WORK REQUIRED
In the data, extract each line that holds the string "Cacheable".

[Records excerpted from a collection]
——
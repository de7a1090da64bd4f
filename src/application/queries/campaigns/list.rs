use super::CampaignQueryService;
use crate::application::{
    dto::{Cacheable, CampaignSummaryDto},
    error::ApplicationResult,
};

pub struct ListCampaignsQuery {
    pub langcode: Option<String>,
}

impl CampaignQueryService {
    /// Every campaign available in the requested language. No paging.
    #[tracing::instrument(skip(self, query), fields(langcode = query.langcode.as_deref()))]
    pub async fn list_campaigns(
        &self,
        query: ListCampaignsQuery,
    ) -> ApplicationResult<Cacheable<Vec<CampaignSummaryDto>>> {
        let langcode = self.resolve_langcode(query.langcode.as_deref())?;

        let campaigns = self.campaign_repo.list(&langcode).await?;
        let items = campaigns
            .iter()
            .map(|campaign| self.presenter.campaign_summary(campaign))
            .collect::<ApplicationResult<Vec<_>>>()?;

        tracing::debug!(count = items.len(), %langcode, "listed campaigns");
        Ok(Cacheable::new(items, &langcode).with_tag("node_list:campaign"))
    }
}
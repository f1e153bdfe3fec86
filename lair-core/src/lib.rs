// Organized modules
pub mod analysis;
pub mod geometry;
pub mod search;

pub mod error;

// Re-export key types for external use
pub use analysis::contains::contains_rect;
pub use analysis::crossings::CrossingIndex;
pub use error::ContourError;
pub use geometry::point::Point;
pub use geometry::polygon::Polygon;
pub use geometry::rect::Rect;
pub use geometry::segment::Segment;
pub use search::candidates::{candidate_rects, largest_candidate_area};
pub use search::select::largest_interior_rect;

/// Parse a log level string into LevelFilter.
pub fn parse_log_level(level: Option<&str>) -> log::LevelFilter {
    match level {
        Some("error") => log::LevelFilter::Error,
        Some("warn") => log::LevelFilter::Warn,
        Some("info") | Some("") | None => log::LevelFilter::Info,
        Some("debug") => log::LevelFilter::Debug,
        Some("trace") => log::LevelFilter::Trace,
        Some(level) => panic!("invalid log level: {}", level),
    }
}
——
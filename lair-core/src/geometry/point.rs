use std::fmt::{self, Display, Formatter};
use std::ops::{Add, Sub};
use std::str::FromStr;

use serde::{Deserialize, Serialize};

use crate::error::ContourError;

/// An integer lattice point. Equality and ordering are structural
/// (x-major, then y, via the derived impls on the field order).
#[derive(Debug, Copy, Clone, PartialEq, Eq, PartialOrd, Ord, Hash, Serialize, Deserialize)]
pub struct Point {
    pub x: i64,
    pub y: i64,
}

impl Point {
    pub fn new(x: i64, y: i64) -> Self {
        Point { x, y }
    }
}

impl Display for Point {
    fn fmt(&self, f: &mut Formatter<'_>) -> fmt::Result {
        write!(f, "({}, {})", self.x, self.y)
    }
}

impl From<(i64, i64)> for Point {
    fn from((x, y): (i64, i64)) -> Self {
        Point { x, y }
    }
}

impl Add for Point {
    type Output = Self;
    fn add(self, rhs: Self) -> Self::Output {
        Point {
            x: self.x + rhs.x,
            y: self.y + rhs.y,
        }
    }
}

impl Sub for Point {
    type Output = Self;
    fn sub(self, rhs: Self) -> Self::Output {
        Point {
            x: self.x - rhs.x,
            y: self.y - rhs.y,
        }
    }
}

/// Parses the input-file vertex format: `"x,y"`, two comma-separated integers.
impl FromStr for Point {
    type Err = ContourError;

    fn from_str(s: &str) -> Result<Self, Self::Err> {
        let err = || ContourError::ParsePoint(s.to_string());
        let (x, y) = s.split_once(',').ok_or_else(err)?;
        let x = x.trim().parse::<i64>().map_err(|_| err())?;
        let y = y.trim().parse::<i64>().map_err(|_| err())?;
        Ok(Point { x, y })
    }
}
——
COMPLETED TASK
    dto::{Cacheable, CampaignSummaryDto},
    ) -> ApplicationResult<Cacheable<Vec<CampaignSummaryDto>>> {
        Ok(Cacheable::new(items, &langcode).with_tag("node_list:campaign"))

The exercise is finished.